Archive for June 7th, 2008

The Washington Post

When Post reporters call government agencies for comment on an investigation soon to be published, it is not good news for public affairs officers.

Post reporters — or any reporters for that matter — don’t do investigations to report that everything is hunky-dory. They do investigations to highlight problems that need to be corrected.

Agencies and reporters look at investigations decidedly differently. Agency officials don’t like to see documents leaked, unhappy employees interviewed or major problems revealed. They resent reporters digging into problems that they may feel are being or have been corrected.

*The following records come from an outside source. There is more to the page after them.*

use crate::*;
use sha2::{Digest, Sha256};

const TAG_BYTES: u8 = 0x00;
const TAG_INTEGER: u8 = 0x01;
const TAG_STRING: u8 = 0x02;
const TAG_LIST: u8 = 0x03;
const TAG_ELEMENT: u8 = 0x04;

/// A value that can be fed to `recursive_hash`
#[derive(Clone, Debug, PartialEq, Eq)]
pub enum Hashable {
    Bytes(Vec<u8>),
    Integer(u64),
    Str(String),
    Element(GqElement),
    List(Vec<Hashable>),
}

impl From<&str> for Hashable {
    fn from(s: &str) -> Self {
        Hashable::Str(s.to_owned())
    }
}

impl From<String> for Hashable {
    fn from(s: String) -> Self {
        Hashable::Str(s)
    }
}

impl From<&String> for Hashable {
    fn from(s: &String) -> Self {
        Hashable::Str(s.clone())
    }
}

impl From<GqElement> for Hashable {
    fn from(e: GqElement) -> Self {
        Hashable::Element(e)
    }
}

impl From<&GqElement> for Hashable {
    fn from(e: &GqElement) -> Self {
        Hashable::Element(*e)
    }
}

impl From<u64> for Hashable {
    fn from(i: u64) -> Self {
        Hashable::Integer(i)
    }
}

impl<T: Into<Hashable>> From<Vec<T>> for Hashable {
    fn from(values: Vec<T>) -> Self {
        Hashable::List(values.into_iter().map(Into::into).collect())
    }
}

impl Hashable {
    fn digest(&self) -> Vec<u8> {
        let mut hasher = Sha256::new();
        match self {
            Hashable::Bytes(bytes) => {
                hasher.update(&[TAG_BYTES]);
                hasher.update(bytes);
            }
            Hashable::Integer(i) => {
                hasher.update(&[TAG_INTEGER]);
                hasher.update(&i.to_be_bytes());
            }
            Hashable::Str(s) => {
                hasher.update(&[TAG_STRING]);
                hasher.update(s.as_bytes());
            }
            Hashable::Element(e) => {
                hasher.update(&[TAG_ELEMENT]);
                hasher.update(&e.to_bytes());
            }
            Hashable::List(values) => {
                hasher.update(&[TAG_LIST]);
                for value in values {
                    hasher.update(&value.digest());
                }
            }
        }
        hasher.finalize().to_vec()
    }
}

/// Hash a single value, or several values as the list of those values
pub fn recursive_hash(values: &[Hashable]) -> Vec<u8> {
    match values {
        [single] => single.digest(),
        _ => Hashable::List(values.to_vec()).digest(),
    }
}

/// Base64 of `recursive_hash`
pub fn recursive_hash_base64(values: &[Hashable]) -> String {
    base64::encode(&recursive_hash(values))
}

/// Map a group element to a pseudo-random group element
pub fn hash_and_square(element: &GqElement) -> GqElement {
    let digest = recursive_hash(&[Hashable::Element(*element)]);
    element.group().hash_to_element(&digest)
}

/// Hash to an exponent, used for Fiat-Shamir challenges
pub fn hash_to_zq(values: &[Hashable]) -> ZqElement {
    let digest = recursive_hash(values);
    let mut bytes = [0u8; 32];
    bytes.copy_from_slice(&digest);
    ZqElement::from_bytes_mod_order(bytes)
}
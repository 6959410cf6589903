use crate::*;
use ed25519_dalek::PublicKey;
use ed25519_dalek::SecretKey;
use std::env::var;
use std::str::FromStr;

/// Number of control component nodes
pub const NODE_COUNT: u8 = 4;

/// Confirmation attempts allowed per verification card
pub const MAX_CONFIRMATION_ATTEMPTS: u32 = 5;

/// Maximum number of selectable voting options, the width of the CCR_j choice return codes key
pub const DEFAULT_PHI: usize = 120;

/// Node configuration
#[derive(Debug)]
pub struct Config {
    pub node_id: u8,
    pub total_nodes: u8,
    pub max_confirmation_attempts: u32,
    pub phi: usize,
    pub secret_key: Option<SecretKey>,
}

impl Default for Config {
    fn default() -> Self {
        Config {
            node_id: 1,
            total_nodes: NODE_COUNT,
            max_confirmation_attempts: MAX_CONFIRMATION_ATTEMPTS,
            phi: DEFAULT_PHI,
            secret_key: None,
        }
    }
}

impl Config {
    /// Default configuration for the given node
    pub fn for_node(node_id: u8) -> Self {
        Config {
            node_id,
            ..Config::default()
        }
    }

    /// Read the configuration from CC_* environment variables, falling back to defaults
    pub fn from_env() -> Result<Self, Error> {
        let defaults = Config::default();

        let secret_key = match var("CC_SECRET_KEY") {
            Ok(val) => {
                let bytes = hex::decode(val)
                    .map_err(|e| Error::Config(format!("CC_SECRET_KEY: {}", e)))?;
                Some(SecretKey::from_bytes(&bytes)?)
            }
            Err(_e) => None,
        };

        let config = Config {
            node_id: parse_var("CC_NODE_ID", defaults.node_id)?,
            total_nodes: parse_var("CC_TOTAL_NODES", defaults.total_nodes)?,
            max_confirmation_attempts: parse_var(
                "CC_MAX_CONFIRMATION_ATTEMPTS",
                defaults.max_confirmation_attempts,
            )?,
            phi: parse_var("CC_PHI", defaults.phi)?,
            secret_key,
        };
        config.validate()?;

        Ok(config)
    }

    pub fn with_secret_key(mut self, secret_key: SecretKey) -> Self {
        self.secret_key = Some(secret_key);
        self
    }

    pub fn validate(&self) -> Result<(), Error> {
        if self.total_nodes < 2 {
            return Err(Error::Config(format!(
                "at least 2 nodes are required, found {}",
                self.total_nodes
            )));
        }
        if self.node_id == 0 || self.node_id > self.total_nodes {
            return Err(ValidationError::InvalidNodeId(self.node_id).into());
        }
        if self.max_confirmation_attempts == 0 {
            return Err(Error::Config("max_confirmation_attempts must be positive".to_owned()));
        }
        if self.phi == 0 {
            return Err(Error::Config("phi must be positive".to_owned()));
        }
        Ok(())
    }

    /// The node's signing key, required to answer requests
    pub fn signing_key(&self) -> Result<&SecretKey, Error> {
        self.secret_key
            .as_ref()
            .ok_or(Error::MissingSigningKey(self.node_id))
    }

    pub fn public_key(&self) -> Result<PublicKey, Error> {
        Ok(self.signing_key()?.into())
    }
}

fn parse_var<T: FromStr>(name: &str, default: T) -> Result<T, Error>
where
    T::Err: std::fmt::Display,
{
    match var(name) {
        Ok(val) => val
            .parse()
            .map_err(|e| Error::Config(format!("{}: {}", name, e))),
        Err(_e) => Ok(default),
    }
}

So it was no surprise that Immigration and Customs Enforcement (ICE) officials were upset about a four-part series that ran May 11-14, about the health care of immigrant detainees. Veteran reporters Dana Priest and Amy Goldstein detailed mistakes that led to some of the 83 detainee deaths in the past five years, showed serious gaps in mental health treatment, suicides that could have been prevented and the medically unnecessary drugging of deportees for the trip back to their home countries. Immigrant health care is managed by ICE’s Division of Immigration Health Services.

ICE press secretary Kelly Nantel said that the series was “unethical, adversarial . . . misleading and highly editorial in nature” and “more harmful than helpful.” She said in an interview that DIHS health professionals were “devastated” by it.